| What you should do |
Where in the listing does the string "FieldOfViewTooLarge" appear? Copy every line that holds it.
*** Opening Source material ***
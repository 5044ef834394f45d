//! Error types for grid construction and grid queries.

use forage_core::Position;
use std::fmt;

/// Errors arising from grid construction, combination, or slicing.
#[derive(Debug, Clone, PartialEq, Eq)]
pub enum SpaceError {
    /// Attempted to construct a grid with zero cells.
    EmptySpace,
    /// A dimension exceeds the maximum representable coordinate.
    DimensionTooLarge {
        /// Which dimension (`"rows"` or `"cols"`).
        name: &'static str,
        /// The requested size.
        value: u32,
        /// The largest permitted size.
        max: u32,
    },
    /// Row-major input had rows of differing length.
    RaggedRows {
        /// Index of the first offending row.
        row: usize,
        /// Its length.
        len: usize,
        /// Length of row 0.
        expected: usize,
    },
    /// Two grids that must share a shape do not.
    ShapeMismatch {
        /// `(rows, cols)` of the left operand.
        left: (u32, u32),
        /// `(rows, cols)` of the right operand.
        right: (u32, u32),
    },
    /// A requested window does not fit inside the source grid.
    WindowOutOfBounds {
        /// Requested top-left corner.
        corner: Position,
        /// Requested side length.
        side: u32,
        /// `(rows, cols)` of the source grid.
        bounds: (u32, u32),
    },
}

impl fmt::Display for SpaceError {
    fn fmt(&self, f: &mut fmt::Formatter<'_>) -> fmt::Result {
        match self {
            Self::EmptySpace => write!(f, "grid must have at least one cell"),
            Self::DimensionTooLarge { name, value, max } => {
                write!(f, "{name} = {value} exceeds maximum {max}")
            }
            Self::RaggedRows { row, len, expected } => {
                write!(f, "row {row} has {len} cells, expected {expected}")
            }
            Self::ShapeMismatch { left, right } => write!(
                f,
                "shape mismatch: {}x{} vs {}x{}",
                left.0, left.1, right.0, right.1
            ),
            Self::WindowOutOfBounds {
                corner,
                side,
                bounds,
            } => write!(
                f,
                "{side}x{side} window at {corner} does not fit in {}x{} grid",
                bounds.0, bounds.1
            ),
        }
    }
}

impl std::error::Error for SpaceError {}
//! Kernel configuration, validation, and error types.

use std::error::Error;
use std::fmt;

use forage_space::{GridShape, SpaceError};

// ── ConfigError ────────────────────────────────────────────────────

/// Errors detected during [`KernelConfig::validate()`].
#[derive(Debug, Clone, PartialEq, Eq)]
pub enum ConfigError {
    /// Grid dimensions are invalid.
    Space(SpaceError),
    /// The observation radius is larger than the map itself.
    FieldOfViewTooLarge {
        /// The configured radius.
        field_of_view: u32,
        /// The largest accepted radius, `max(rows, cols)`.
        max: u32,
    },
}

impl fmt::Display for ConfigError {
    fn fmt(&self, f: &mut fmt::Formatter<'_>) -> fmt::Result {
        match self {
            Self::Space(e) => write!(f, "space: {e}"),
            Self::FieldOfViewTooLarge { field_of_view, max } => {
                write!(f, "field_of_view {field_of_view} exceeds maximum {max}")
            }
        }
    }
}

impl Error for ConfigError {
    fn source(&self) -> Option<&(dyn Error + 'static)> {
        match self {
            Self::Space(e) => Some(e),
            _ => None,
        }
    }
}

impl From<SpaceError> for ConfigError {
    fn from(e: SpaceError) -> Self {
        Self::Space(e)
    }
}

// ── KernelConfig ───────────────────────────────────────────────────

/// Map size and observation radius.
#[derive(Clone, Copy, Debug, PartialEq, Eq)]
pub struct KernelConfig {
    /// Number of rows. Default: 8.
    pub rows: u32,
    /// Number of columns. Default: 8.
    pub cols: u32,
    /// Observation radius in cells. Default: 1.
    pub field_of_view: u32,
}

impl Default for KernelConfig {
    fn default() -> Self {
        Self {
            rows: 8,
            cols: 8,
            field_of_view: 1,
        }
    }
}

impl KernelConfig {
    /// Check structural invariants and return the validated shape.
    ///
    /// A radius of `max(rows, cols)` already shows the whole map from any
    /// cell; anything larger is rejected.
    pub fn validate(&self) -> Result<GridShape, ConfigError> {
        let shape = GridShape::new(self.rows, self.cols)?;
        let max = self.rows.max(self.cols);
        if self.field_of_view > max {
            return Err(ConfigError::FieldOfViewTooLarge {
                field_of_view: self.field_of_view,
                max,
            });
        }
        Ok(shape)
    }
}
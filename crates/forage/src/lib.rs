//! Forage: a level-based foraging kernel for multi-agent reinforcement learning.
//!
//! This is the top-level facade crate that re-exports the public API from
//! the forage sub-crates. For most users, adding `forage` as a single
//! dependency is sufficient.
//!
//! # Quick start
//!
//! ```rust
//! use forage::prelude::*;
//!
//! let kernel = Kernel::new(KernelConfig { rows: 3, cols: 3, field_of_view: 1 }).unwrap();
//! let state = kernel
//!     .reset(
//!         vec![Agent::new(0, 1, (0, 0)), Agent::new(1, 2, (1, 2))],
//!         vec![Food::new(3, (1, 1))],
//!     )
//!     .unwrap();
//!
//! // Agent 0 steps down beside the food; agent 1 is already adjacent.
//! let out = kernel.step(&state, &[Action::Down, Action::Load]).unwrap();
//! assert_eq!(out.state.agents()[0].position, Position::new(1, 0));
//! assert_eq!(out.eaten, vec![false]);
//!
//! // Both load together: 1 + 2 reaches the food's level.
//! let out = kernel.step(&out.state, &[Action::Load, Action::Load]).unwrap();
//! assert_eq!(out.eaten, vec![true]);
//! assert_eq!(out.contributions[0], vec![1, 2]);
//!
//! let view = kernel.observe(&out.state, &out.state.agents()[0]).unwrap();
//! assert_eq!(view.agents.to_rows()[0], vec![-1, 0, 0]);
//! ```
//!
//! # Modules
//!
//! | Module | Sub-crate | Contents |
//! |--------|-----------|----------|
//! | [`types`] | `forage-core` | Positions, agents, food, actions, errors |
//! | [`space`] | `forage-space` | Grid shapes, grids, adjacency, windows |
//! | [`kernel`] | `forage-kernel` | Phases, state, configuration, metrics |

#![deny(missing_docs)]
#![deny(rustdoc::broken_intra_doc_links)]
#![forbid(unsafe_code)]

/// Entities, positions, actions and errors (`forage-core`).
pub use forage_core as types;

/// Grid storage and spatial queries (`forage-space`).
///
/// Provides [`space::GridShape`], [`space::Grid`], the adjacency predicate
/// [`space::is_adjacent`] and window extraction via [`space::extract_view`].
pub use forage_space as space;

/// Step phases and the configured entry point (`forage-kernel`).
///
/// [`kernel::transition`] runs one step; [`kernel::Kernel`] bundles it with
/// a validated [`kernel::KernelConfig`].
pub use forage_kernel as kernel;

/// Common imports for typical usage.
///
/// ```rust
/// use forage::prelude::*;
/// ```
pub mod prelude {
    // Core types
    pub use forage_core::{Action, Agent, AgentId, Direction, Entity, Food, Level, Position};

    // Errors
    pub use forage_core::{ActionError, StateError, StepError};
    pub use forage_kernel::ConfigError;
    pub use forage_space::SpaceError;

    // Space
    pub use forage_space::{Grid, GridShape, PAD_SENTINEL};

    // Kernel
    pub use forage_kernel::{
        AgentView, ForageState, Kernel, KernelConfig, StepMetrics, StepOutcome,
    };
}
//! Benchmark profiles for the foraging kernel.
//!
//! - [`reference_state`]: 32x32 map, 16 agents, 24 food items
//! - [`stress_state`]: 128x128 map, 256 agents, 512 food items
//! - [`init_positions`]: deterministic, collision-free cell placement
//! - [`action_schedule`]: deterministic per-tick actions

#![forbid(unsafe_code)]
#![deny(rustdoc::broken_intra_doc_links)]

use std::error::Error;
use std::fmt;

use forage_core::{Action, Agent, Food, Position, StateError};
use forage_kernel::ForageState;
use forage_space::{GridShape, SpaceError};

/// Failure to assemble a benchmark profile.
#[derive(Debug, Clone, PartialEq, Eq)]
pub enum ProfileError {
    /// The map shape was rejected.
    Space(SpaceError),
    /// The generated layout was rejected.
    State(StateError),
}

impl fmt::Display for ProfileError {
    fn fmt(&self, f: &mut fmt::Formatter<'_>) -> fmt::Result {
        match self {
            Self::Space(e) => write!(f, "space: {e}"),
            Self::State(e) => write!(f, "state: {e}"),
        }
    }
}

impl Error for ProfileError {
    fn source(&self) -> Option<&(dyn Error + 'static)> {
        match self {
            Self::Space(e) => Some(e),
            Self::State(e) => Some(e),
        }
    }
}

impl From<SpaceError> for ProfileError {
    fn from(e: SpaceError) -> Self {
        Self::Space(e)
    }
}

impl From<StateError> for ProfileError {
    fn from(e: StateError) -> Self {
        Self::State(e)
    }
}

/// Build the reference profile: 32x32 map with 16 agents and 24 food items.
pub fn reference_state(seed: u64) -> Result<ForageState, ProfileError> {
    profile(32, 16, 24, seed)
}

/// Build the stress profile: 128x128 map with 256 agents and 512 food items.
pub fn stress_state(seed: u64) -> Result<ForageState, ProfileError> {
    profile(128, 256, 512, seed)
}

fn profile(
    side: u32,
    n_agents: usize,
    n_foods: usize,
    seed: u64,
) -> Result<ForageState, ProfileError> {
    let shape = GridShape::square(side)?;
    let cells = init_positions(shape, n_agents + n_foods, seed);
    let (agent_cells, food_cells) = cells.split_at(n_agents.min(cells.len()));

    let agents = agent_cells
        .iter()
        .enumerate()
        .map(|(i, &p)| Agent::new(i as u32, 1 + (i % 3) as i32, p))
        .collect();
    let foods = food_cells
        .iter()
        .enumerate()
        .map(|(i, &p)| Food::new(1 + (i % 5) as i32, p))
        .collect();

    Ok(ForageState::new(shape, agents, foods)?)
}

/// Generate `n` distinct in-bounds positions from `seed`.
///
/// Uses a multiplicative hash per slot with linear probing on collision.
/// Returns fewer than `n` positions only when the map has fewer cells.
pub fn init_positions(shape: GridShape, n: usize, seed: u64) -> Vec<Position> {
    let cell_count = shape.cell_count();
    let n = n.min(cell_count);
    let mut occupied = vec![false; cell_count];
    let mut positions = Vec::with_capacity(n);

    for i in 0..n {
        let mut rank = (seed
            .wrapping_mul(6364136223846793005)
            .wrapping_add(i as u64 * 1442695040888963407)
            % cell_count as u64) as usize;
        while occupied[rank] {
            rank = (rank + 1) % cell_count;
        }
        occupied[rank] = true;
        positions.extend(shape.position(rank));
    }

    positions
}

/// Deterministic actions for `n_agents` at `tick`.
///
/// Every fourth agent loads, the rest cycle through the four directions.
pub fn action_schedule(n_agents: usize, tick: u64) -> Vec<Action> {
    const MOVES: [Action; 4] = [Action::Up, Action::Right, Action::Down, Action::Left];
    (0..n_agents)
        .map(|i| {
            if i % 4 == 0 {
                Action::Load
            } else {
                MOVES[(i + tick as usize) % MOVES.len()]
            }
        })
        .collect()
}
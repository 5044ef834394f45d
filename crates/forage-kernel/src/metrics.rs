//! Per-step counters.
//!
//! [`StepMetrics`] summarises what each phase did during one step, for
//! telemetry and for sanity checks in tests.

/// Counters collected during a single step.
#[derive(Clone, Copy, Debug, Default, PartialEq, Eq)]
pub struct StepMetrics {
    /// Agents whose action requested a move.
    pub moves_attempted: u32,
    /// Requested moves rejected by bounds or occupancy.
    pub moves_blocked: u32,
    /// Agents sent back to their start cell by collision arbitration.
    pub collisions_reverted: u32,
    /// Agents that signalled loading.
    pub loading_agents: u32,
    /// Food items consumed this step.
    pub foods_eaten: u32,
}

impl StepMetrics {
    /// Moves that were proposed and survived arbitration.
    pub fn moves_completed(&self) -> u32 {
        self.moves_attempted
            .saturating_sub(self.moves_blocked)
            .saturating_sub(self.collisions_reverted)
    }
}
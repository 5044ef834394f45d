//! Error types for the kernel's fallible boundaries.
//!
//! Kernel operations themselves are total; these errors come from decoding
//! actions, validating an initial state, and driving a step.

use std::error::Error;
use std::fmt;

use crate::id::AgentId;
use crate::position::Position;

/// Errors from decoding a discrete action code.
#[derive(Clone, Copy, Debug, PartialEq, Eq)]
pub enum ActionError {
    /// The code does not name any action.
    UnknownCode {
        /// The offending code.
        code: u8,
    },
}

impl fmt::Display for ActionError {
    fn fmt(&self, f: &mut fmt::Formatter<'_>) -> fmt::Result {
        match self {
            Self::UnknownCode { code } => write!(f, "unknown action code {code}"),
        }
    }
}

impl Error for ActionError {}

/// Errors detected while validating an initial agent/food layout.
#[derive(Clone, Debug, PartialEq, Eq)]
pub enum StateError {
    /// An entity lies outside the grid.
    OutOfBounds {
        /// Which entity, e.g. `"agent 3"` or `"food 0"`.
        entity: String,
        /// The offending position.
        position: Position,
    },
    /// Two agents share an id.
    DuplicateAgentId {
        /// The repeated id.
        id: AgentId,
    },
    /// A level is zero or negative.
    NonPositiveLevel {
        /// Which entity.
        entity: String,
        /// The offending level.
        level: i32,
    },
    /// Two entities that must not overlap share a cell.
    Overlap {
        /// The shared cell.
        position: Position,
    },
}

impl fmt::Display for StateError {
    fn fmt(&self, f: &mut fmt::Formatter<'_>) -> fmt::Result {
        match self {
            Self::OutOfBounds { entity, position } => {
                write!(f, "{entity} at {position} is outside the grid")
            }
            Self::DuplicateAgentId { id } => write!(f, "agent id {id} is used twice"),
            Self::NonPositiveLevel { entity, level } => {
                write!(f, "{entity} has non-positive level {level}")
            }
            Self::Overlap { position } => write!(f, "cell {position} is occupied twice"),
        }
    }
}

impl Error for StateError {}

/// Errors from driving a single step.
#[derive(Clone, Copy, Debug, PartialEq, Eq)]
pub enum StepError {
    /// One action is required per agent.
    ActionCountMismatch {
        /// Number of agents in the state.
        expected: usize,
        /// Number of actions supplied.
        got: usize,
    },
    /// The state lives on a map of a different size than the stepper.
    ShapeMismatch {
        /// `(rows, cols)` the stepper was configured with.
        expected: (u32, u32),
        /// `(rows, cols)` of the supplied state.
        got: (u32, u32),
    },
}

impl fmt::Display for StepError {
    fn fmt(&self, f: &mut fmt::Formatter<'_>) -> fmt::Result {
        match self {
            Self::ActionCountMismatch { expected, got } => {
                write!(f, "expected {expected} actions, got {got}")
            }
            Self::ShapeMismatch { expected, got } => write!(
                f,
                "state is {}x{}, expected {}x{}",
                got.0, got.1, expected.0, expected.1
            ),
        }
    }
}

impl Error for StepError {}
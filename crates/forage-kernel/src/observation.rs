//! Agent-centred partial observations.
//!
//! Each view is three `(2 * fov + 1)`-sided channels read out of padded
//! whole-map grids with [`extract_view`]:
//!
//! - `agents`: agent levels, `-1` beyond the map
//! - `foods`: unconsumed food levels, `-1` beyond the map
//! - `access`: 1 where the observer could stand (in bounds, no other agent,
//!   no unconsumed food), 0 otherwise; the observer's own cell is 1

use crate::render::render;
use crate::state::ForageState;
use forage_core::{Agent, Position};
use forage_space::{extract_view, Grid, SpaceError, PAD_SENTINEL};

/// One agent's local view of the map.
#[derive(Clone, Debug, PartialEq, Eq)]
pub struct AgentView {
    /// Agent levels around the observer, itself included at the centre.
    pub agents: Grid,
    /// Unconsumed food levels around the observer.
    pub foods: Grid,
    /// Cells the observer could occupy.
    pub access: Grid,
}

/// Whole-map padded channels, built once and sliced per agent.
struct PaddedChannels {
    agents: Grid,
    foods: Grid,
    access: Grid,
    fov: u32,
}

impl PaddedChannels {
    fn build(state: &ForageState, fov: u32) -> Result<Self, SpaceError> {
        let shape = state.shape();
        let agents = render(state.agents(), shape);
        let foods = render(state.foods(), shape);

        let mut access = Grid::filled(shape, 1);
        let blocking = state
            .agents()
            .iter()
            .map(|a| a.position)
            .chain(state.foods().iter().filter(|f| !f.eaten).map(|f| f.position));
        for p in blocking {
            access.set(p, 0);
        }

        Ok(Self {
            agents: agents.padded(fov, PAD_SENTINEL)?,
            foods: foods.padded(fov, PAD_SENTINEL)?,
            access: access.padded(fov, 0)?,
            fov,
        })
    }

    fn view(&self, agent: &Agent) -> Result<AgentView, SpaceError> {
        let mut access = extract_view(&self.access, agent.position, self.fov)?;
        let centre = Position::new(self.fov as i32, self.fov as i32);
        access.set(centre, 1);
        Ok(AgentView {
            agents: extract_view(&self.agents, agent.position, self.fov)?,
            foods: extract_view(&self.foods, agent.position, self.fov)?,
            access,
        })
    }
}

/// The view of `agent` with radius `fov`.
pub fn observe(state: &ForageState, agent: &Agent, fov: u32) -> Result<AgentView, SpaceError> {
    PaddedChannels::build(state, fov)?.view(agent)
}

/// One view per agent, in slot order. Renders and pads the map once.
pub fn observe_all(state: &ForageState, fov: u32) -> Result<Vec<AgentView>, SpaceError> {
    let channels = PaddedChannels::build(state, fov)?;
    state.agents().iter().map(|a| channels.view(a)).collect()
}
*** Closing Source material ***
| Output below |
    FieldOfViewTooLarge {
            Self::FieldOfViewTooLarge { field_of_view, max } => {
            return Err(ConfigError::FieldOfViewTooLarge {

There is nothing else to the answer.